■ GOAL OF THE EXERCISE: All lines in the material containing the word "back" need to be copied.

■ MATERIAL FOR THIS TASK:
—————

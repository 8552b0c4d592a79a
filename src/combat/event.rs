//! Damage events.
//!
//! A `DamageEvent` is one attack in flight. It is created by the host (or
//! queued by a behavior), passed mutably through the attacker's and
//! defender's effects, and finally applied to the defender's health.

use rustc_hash::FxHashMap;
use serde::{Deserialize, Serialize};

use crate::core::EntityId;

/// A damage event travelling through the pipeline.
///
/// ## Event Data
///
/// - `attacker`: who deals the damage. `None` for environmental damage.
/// - `defender`: who takes it.
/// - `amount`: damage to apply. Behaviors may change it; whatever is left
///   after the defender's pass is applied, floored at zero.
/// - `values`: named numbers for host-defined data (crit multiplier, ...).
/// - `tags`: string markers for filtering ("fire", "reflected", ...).
///
/// ```
/// use buff_engine::combat::DamageEvent;
/// use buff_engine::core::EntityId;
///
/// let event = DamageEvent::new(Some(EntityId::new(1)), EntityId::new(2), 12)
///     .with_tag("fire")
///     .with_value("crit", 2);
///
/// assert!(event.has_tag("fire"));
/// assert_eq!(event.value("crit", 1), 2);
/// assert_eq!(event.opponent_of(EntityId::new(2)), Some(EntityId::new(1)));
/// ```
#[derive(Clone, Debug, PartialEq, Eq, Serialize, Deserialize)]
pub struct DamageEvent {
    /// The entity dealing damage.
    pub attacker: Option<EntityId>,

    /// The entity taking damage.
    pub defender: EntityId,

    /// Damage to apply.
    pub amount: i64,

    /// Named values for host-defined data.
    #[serde(default)]
    pub values: FxHashMap<String, i64>,

    /// String markers for filtering.
    #[serde(default)]
    pub tags: Vec<String>,
}

impl DamageEvent {
    /// Create a damage event.
    pub fn new(attacker: Option<EntityId>, defender: EntityId, amount: i64) -> Self {
        Self {
            attacker,
            defender,
            amount,
            values: FxHashMap::default(),
            tags: Vec::new(),
        }
    }

    /// Set a named value (builder pattern).
    #[must_use]
    pub fn with_value(mut self, key: impl Into<String>, value: i64) -> Self {
        self.values.insert(key.into(), value);
        self
    }

    /// Add a tag (builder pattern).
    #[must_use]
    pub fn with_tag(mut self, tag: impl Into<String>) -> Self {
        self.tags.push(tag.into());
        self
    }

    /// Get a named value, or a default.
    #[must_use]
    pub fn value(&self, key: &str, default: i64) -> i64 {
        self.values.get(key).copied().unwrap_or(default)
    }

    /// Check if the event has a specific tag.
    #[must_use]
    pub fn has_tag(&self, tag: &str) -> bool {
        self.tags.iter().any(|t| t == tag)
    }

    /// The other party, seen from `entity`.
    ///
    /// The defender's opponent is the attacker (if any); anyone else's
    /// opponent is the defender.
    #[must_use]
    pub fn opponent_of(&self, entity: EntityId) -> Option<EntityId> {
        if entity == self.defender {
            self.attacker
        } else {
            Some(self.defender)
        }
    }
}

#[cfg(test)]
mod tests {
    use super::*;

    #[test]
    fn test_new_event() {
        let event = DamageEvent::new(Some(EntityId(1)), EntityId(2), 7);

        assert_eq!(event.attacker, Some(EntityId(1)));
        assert_eq!(event.defender, EntityId(2));
        assert_eq!(event.amount, 7);
        assert!(event.values.is_empty());
        assert!(event.tags.is_empty());
    }

    #[test]
    fn test_values_and_tags() {
        let event = DamageEvent::new(None, EntityId(2), 3)
            .with_value("pierce", 4)
            .with_tag("poison");

        assert_eq!(event.value("pierce", 0), 4);
        assert_eq!(event.value("missing", -1), -1);
        assert!(event.has_tag("poison"));
        assert!(!event.has_tag("fire"));
    }

    #[test]
    fn test_opponent_of() {
        let event = DamageEvent::new(Some(EntityId(1)), EntityId(2), 3);
        assert_eq!(event.opponent_of(EntityId(1)), Some(EntityId(2)));
        assert_eq!(event.opponent_of(EntityId(2)), Some(EntityId(1)));

        let environmental = DamageEvent::new(None, EntityId(2), 3);
        assert_eq!(environmental.opponent_of(EntityId(2)), None);
    }

    #[test]
    fn test_serialization() {
        let event = DamageEvent::new(Some(EntityId(1)), EntityId(2), 9).with_tag("fire");
        let json = serde_json::to_string(&event).unwrap();
        let back: DamageEvent = serde_json::from_str(&json).unwrap();
        assert_eq!(event, back);
    }
}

—————

■ EXERCISE OUTPUT:
        let back: DamageEvent = serde_json::from_str(&json).unwrap();
        assert_eq!(event, back);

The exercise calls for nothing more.